Literal minded as I am, I pull this into bits:

"Self" in the immune system:
     This comes in two flavours. As you are aware, the immune system consists 
     of a family of cells. Within two important classes within this family, 
     individuals are either descendents of a clone (having identical genes) or 
     are potential progenitors of such a clone (having genes which have been 
     shuffled such that the immunological properties of any one cell is 
     distinct). Flavour One consists of weeding out those cells which random 
     events have made autoimmunogenic - that attack the body's own natural 
     constituents. "Self" consists of a mechanism which recognises those 
     progenitor cells which are self-reactive and which eliminates these. The 
     mechanism is broadly understood. The problem is addressed piecemeal and 
     there is no overarching "self" against which the system is benchmarkeed, 
     save the big blob of protoplasm in which it all occurs: you, me and the 
     kitten.
     
     The second flavour is concerned witht he recognition of not-self. In 
     effect, those cells which pass the auto-immune check float about until 
     they detect the complex (and again, reasonably well understood) symptoms 
     of foreign-ness. Some families of cells react to general inflamation and 
     invasion, others to minutely tuned responses to particular antigens - 
     foreign compounds. They respond witha stereotypes set of responses once 
     their triggers have been pulled. There is, therefore, no overarching sense 
     of self, but rather the ensemble properties of a set of distinct 
     mechanisms on the prowl. Place a roast chicken in the African savannah and 
     it will be eaten by something. This does not mean that Africa has a "self" 
     that decides to get fed.

"Self" in the world of sense and sensibility.

     I experience a sense of my own identity. What I perceive leads me to 
     believe that there are other people and higher animals which have a 
     similar sense of their own existence on the stage of life, albeit a stage 
     played out within a self-generated representation of something knowable 
     only by means of abstract models, data representations and the bellows and 
     purrs of the raw sensoria. One would suspect that everyone's subjective 
     sense of being is closely similar: that the "me" that you feel your self 
     to be is identical to the "me" which I am experiencing as I type.
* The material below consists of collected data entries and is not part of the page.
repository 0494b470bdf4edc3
use std::path::PathBuf;
use std::sync::Arc;

use clap::Parser;
use log::{error, info};

use remotecap::collector::{Dispatcher, ExceptionServer};
use remotecap::configuration::CollectorConfig;
use remotecap::registry::EndpointRegistry;

#[derive(Parser)]
#[command(name = "remotecap-collector")]
#[command(version)]
#[command(about = "Central collector for remotely captured traffic")]
struct Args {
    /// TOML configuration file; flags below override its values
    #[arg(long)]
    config: Option<PathBuf>,

    /// Port of the registration/capture service
    #[arg(long)]
    rpc_port: Option<u16>,

    /// Port of the exception-list HTTP service
    #[arg(long)]
    http_port: Option<u16>,

    /// Directory trace files are written into
    #[arg(long)]
    output_dir: Option<PathBuf>,

    /// Directory holding exceptions.list
    #[arg(long)]
    public_dir: Option<PathBuf>,

    /// Snapshot length declared in trace-file headers
    #[arg(long)]
    snaplen: Option<u32>,
}

#[tokio::main]
async fn main() {
    env_logger::Builder::from_default_env()
        .filter_level(log::LevelFilter::Info)
        .format_target(false)
        .init();

    let args = Args::parse();

    let mut config = match &args.config {
        Some(path) => match CollectorConfig::from_file(path) {
            Ok(config) => config,
            Err(e) => {
                error!("Unable to import configuration from file: {}", e);
                std::process::exit(1);
            }
        },
        None => CollectorConfig::default(),
    };

    if let Some(port) = args.rpc_port {
        config.rpc_port = port;
    }
    if let Some(port) = args.http_port {
        config.http_port = port;
    }
    if let Some(dir) = args.output_dir {
        config.output_dir = dir;
    }
    if let Some(dir) = args.public_dir {
        config.public_dir = dir;
    }
    if let Some(snaplen) = args.snaplen {
        config.snapshot_length = snaplen;
    }

    if let Err(e) = config.validate() {
        error!("Invalid configuration: {}", e);
        std::process::exit(1);
    }
    if let Err(e) = config.ensure_dirs() {
        error!("{}", e);
        std::process::exit(1);
    }

    let registry = Arc::new(EndpointRegistry::new());

    let exception_server = ExceptionServer::new(config.public_dir.clone(), registry.clone());
    let http_bind = config.bind_address.clone();
    let http_port = config.http_port;
    tokio::spawn(async move {
        if let Err(e) = exception_server.start(&http_bind, http_port).await {
            error!("Exception list service failed: {}", e);
        }
    });

    info!("Server started.");
    let dispatcher = Dispatcher::new(config, registry);
    if let Err(e) = dispatcher.run().await {
        error!("Collector failed: {}", e);
        std::process::exit(1);
    }
}
//! Domain resolution for filter synthesis.
//!
//! Resolution is a pluggable capability so synthesis can be tested with a
//! deterministic stub. The production implementation queries a fixed
//! public resolver directly instead of whatever the host's stub resolver
//! is, with a bounded timeout and a single attempt per name.

use std::net::{IpAddr, SocketAddr};
use std::time::Duration;

use hickory_resolver::config::{NameServerConfig, Protocol, ResolverConfig, ResolverOpts};
use hickory_resolver::TokioAsyncResolver;

use crate::error_handling::types::FilterError;

/// Fixed public resolver the agent asks, bypassing the local one.
pub const PUBLIC_DNS: ([u8; 4], u16) = ([8, 8, 8, 8], 53);

pub const RESOLVE_TIMEOUT: Duration = Duration::from_secs(10);

pub trait DomainResolver {
    /// Resolves one name to its addresses. A failed lookup is reported,
    /// not fatal; synthesis skips the entry.
    fn resolve(
        &self,
        name: &str,
    ) -> impl std::future::Future<Output = Result<Vec<IpAddr>, FilterError>> + Send;
}

pub struct PublicDnsResolver {
    resolver: TokioAsyncResolver,
}

impl PublicDnsResolver {
    pub fn new() -> Self {
        Self::with_timeout(RESOLVE_TIMEOUT)
    }

    pub fn with_timeout(timeout: Duration) -> Self {
        let mut config = ResolverConfig::new();
        config.add_name_server(NameServerConfig::new(
            SocketAddr::from(PUBLIC_DNS),
            Protocol::Udp,
        ));

        let mut opts = ResolverOpts::default();
        opts.timeout = timeout;
        opts.attempts = 1;

        PublicDnsResolver {
            resolver: TokioAsyncResolver::tokio(config, opts),
        }
    }
}

impl Default for PublicDnsResolver {
    fn default() -> Self {
        Self::new()
    }
}

impl DomainResolver for PublicDnsResolver {
    async fn resolve(&self, name: &str) -> Result<Vec<IpAddr>, FilterError> {
        let lookup = self
            .resolver
            .lookup_ip(name)
            .await
            .map_err(|e| FilterError::ResolutionFailed(format!("{}: {}", name, e)))?;
        Ok(lookup.iter().collect())
    }
}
I have 
     the illusion of continuity, that this "me" is continuous; bit all reason 
     and careful introspection suggests that in practice, it dips in and out of 
     a broader and supporting sea of structures upon which it rests; sometime 
     rampant, sometimes quiescent, sometimes - as in micro-sleep - absent.
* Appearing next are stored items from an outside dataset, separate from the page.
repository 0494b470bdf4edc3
use std::path::PathBuf;

use clap::Parser;
use log::{error, info};

use remotecap::agent::{build_capture_filter, ReplaySource, Uplink};
use remotecap::configuration::AgentConfig;
use remotecap::registry::EndpointInfo;

#[derive(Parser)]
#[command(name = "remotecap-agent")]
#[command(version)]
#[command(about = "Streams captured traffic to a remote collector")]
struct Args {
    /// TOML configuration file; flags below override its values
    #[arg(long)]
    config: Option<PathBuf>,

    /// Remote packet collector IP
    #[arg(long)]
    remote: Option<String>,

    /// Address of this agent as the collector will see it
    #[arg(long)]
    ip: String,

    /// Source interface name, informational
    #[arg(long, default_value = "eth0")]
    interface: String,

    /// Hostname reported at registration
    #[arg(long)]
    hostname: Option<String>,

    /// Capture filter fragment, appended to the exclusion clauses
    #[arg(long)]
    filter: Option<String>,

    /// Fetch the collector's exception list and fold it into the filter
    #[arg(long)]
    whitelist: bool,

    /// Resolve whitelisted domains via DNS
    #[arg(long)]
    resolve: bool,

    /// Only stream this number of packets, then exit
    #[arg(long)]
    count: Option<u64>,

    /// Only stream this number of bytes, then exit
    #[arg(long)]
    bytes: Option<u64>,

    /// Trace file to stream as the capture source
    #[arg(long)]
    replay: PathBuf,
}

#[tokio::main]
async fn main() {
    env_logger::Builder::from_default_env()
        .filter_level(log::LevelFilter::Info)
        .format_target(false)
        .init();

    let args = Args::parse();

    let mut config = match &args.config {
        Some(path) => match AgentConfig::from_file(path) {
            Ok(config) => config,
            Err(e) => {
                error!("Unable to import configuration from file: {}", e);
                std::process::exit(1);
            }
        },
        None => AgentConfig::default(),
    };

    if let Some(remote) = args.remote {
        config.collector_address = remote;
    }
    if let Some(filter) = args.filter {
        config.capture_filter = filter;
    }
    if args.whitelist {
        config.use_exception_list = true;
    }
    if args.resolve {
        config.resolve_domains = true;
    }
    if args.count.is_some() {
        config.max_packets = args.count;
    }
    if args.bytes.is_some() {
        config.max_bytes = args.bytes;
    }

    // The filter is applied when the live handle is opened, outside this
    // process; print it so the opener can pick it up.
    match build_capture_filter(&config).await {
        Ok(filter) => info!("capture filter: {}", filter),
        Err(e) => {
            error!("Filter synthesis failed: {}", e);
            std::process::exit(1);
        }
    }

    let hostname = args.hostname.unwrap_or_else(|| {
        std::env::var("HOSTNAME").unwrap_or_else(|_| "unknown".to_string())
    });
    let info = EndpointInfo {
        ip_address: args.ip,
        hostname,
        interface: args.interface,
    };

    let uplink = Uplink::new(config);
    if let Err(e) = uplink.register(&info).await {
        error!("Registration failed: {}", e);
        std::process::exit(1);
    }

    let source = match ReplaySource::from_pcap_file(&args.replay) {
        Ok(source) => source,
        Err(e) => {
            error!("Cannot open capture source: {}", e);
            std::process::exit(1);
        }
    };

    info!("Streaming packets (CTRL + C to abort)");
    match uplink.stream_capture(source).await {
        Ok(stats) => {
            info!(
                "Captured {} packets ({} bytes)",
                stats.packets_sent, stats.bytes_sent
            );
        }
        Err(e) => {
            error!("Capture stream failed: {}", e);
            std::process::exit(1);
        }
    }
}
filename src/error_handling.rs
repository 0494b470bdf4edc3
pub mod types;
Th eprimary difference between the knitted structure represented by the imune 
system or the ecology of Africa and what we know of awareness is that the one 
has no focus or co-ordinating role (but in acting, offers up consistent results 
which act on other systems as a unitary force) whilst awareness is little more 
*than* a co-ordinating role which is distinct from and largely unable to act 
upon its supporting structures. Both are, however, emergent propoerties of a 
myriad of small systems acting in pursuit of local logic and wide systems of 
abstract feedback. Both have roles which transcend the properties of their 
component parts. Neither have loci: there is no "organ of immunity" any more 
than there is an "organ of ecology", hind-brain Gaia-fanciers aside. One 
suspects that there is no "organ of awareness" either: that what we feel 
ourselves to be bounces, like a pingpong ball on a water spot, never off the 
same molecule twice; but always in step with the same innate dynamics.